→ Problem
The entries below must be repeated exactly. None may be skipped.

### Data listing ###

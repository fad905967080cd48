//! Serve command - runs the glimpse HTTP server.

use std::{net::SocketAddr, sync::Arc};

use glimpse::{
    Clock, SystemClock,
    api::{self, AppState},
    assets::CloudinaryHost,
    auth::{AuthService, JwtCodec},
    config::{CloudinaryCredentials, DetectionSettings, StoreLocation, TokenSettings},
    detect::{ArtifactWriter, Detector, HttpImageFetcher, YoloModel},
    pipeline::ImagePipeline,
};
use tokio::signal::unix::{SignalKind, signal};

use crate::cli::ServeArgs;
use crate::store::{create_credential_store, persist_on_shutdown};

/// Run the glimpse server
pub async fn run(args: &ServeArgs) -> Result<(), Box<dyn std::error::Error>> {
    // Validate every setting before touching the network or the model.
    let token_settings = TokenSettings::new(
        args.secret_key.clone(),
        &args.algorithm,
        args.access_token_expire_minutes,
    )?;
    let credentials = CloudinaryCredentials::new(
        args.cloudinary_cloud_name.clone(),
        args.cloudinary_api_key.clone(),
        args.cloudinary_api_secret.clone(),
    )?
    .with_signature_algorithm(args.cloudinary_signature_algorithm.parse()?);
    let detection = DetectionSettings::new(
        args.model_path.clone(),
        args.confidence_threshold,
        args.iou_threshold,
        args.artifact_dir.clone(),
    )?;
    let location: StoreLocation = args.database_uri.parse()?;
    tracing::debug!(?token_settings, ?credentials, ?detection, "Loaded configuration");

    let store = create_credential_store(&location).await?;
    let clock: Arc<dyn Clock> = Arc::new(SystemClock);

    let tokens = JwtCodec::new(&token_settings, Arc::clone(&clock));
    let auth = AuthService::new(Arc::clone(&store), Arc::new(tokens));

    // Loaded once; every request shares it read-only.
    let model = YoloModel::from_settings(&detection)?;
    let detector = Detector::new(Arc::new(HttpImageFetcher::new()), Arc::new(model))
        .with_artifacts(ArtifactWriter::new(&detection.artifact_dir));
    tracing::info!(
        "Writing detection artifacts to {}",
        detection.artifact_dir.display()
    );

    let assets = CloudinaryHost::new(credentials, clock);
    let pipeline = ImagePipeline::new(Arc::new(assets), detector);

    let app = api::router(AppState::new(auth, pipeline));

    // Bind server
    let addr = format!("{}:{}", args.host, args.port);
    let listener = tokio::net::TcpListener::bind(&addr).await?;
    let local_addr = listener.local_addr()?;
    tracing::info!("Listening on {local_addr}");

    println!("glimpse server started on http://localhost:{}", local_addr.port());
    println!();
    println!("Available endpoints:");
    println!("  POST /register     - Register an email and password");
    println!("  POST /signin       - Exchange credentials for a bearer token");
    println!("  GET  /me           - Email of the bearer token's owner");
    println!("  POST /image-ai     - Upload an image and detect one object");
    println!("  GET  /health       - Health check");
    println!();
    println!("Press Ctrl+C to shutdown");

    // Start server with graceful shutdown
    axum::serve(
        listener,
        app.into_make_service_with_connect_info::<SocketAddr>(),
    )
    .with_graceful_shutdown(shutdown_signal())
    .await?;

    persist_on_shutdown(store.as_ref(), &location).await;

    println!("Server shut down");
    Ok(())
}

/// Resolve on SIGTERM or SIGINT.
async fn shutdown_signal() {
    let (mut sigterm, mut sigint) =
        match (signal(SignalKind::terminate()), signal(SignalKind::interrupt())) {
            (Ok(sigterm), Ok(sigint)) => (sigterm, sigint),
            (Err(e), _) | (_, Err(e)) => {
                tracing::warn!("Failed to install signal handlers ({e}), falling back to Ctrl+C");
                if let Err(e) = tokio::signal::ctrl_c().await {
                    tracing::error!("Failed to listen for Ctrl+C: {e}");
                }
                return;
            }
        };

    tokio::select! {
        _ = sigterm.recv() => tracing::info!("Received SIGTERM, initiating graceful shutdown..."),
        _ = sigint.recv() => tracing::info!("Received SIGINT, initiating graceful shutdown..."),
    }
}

###

→ Answer area
repository fad905967080cd48
//! Serve command - runs the glimpse HTTP server.

use std::{net::SocketAddr, sync::Arc};

use glimpse::{
    Clock, SystemClock,
    api::{self, AppState},
    assets::CloudinaryHost,
    auth::{AuthService, JwtCodec},
    config::{CloudinaryCredentials, DetectionSettings, StoreLocation, TokenSettings},
    detect::{ArtifactWriter, Detector, HttpImageFetcher, YoloModel},
    pipeline::ImagePipeline,
};
use tokio::signal::unix::{SignalKind, signal};

use crate::cli::ServeArgs;
use crate::store::{create_credential_store, persist_on_shutdown};

/// Run the glimpse server
pub async fn run(args: &ServeArgs) -> Result<(), Box<dyn std::error::Error>> {
    // Validate every setting before touching the network or the model.
    let token_settings = TokenSettings::new(
        args.secret_key.clone(),
        &args.algorithm,
        args.access_token_expire_minutes,
    )?;
    let credentials = CloudinaryCredentials::new(
        args.cloudinary_cloud_name.clone(),
        args.cloudinary_api_key.clone(),
        args.cloudinary_api_secret.clone(),
    )?
    .with_signature_algorithm(args.cloudinary_signature_algorithm.parse()?);
    let detection = DetectionSettings::new(
        args.model_path.clone(),
        args.confidence_threshold,
        args.iou_threshold,
        args.artifact_dir.clone(),
    )?;
    let location: StoreLocation = args.database_uri.parse()?;
    tracing::debug!(?token_settings, ?credentials, ?detection, "Loaded configuration");

    let store = create_credential_store(&location).await?;
    let clock: Arc<dyn Clock> = Arc::new(SystemClock);

    let tokens = JwtCodec::new(&token_settings, Arc::clone(&clock));
    let auth = AuthService::new(Arc::clone(&store), Arc::new(tokens));

    // Loaded once; every request shares it read-only.
    let model = YoloModel::from_settings(&detection)?;
    let detector = Detector::new(Arc::new(HttpImageFetcher::new()), Arc::new(model))
        .with_artifacts(ArtifactWriter::new(&detection.artifact_dir));
    tracing::info!(
        "Writing detection artifacts to {}",
        detection.artifact_dir.display()
    );

    let assets = CloudinaryHost::new(credentials, clock);
    let pipeline = ImagePipeline::new(Arc::new(assets), detector);

    let app = api::router(AppState::new(auth, pipeline));

    // Bind server
    let addr = format!("{}:{}", args.host, args.port);
    let listener = tokio::net::TcpListener::bind(&addr).await?;
    let local_addr = listener.local_addr()?;
    tracing::info!("Listening on {local_addr}");

    println!("glimpse server started on http://localhost:{}", local_addr.port());
    println!();
    println!("Available endpoints:");
    println!("  POST /register     - Register an email and password");
    println!("  POST /signin       - Exchange credentials for a bearer token");
    println!("  GET  /me           - Email of the bearer token's owner");
    println!("  POST /image-ai     - Upload an image and detect one object");
    println!("  GET  /health       - Health check");
    println!();
    println!("Press Ctrl+C to shutdown");

    // Start server with graceful shutdown
    axum::serve(
        listener,
        app.into_make_service_with_connect_info::<SocketAddr>(),
    )
    .with_graceful_shutdown(shutdown_signal())
    .await?;

    persist_on_shutdown(store.as_ref(), &location).await;

    println!("Server shut down");
    Ok(())
}

/// Resolve on SIGTERM or SIGINT.
async fn shutdown_signal() {
    let (mut sigterm, mut sigint) =
        match (signal(SignalKind::terminate()), signal(SignalKind::interrupt())) {
            (Ok(sigterm), Ok(sigint)) => (sigterm, sigint),
            (Err(e), _) | (_, Err(e)) => {
                tracing::warn!("Failed to install signal handlers ({e}), falling back to Ctrl+C");
                if let Err(e) = tokio::signal::ctrl_c().await {
                    tracing::error!("Failed to listen for Ctrl+C: {e}");
                }
                return;
            }
        };

    tokio::select! {
        _ = sigterm.recv() => tracing::info!("Received SIGTERM, initiating graceful shutdown..."),
        _ = sigint.recv() => tracing::info!("Received SIGINT, initiating graceful shutdown..."),
    }
}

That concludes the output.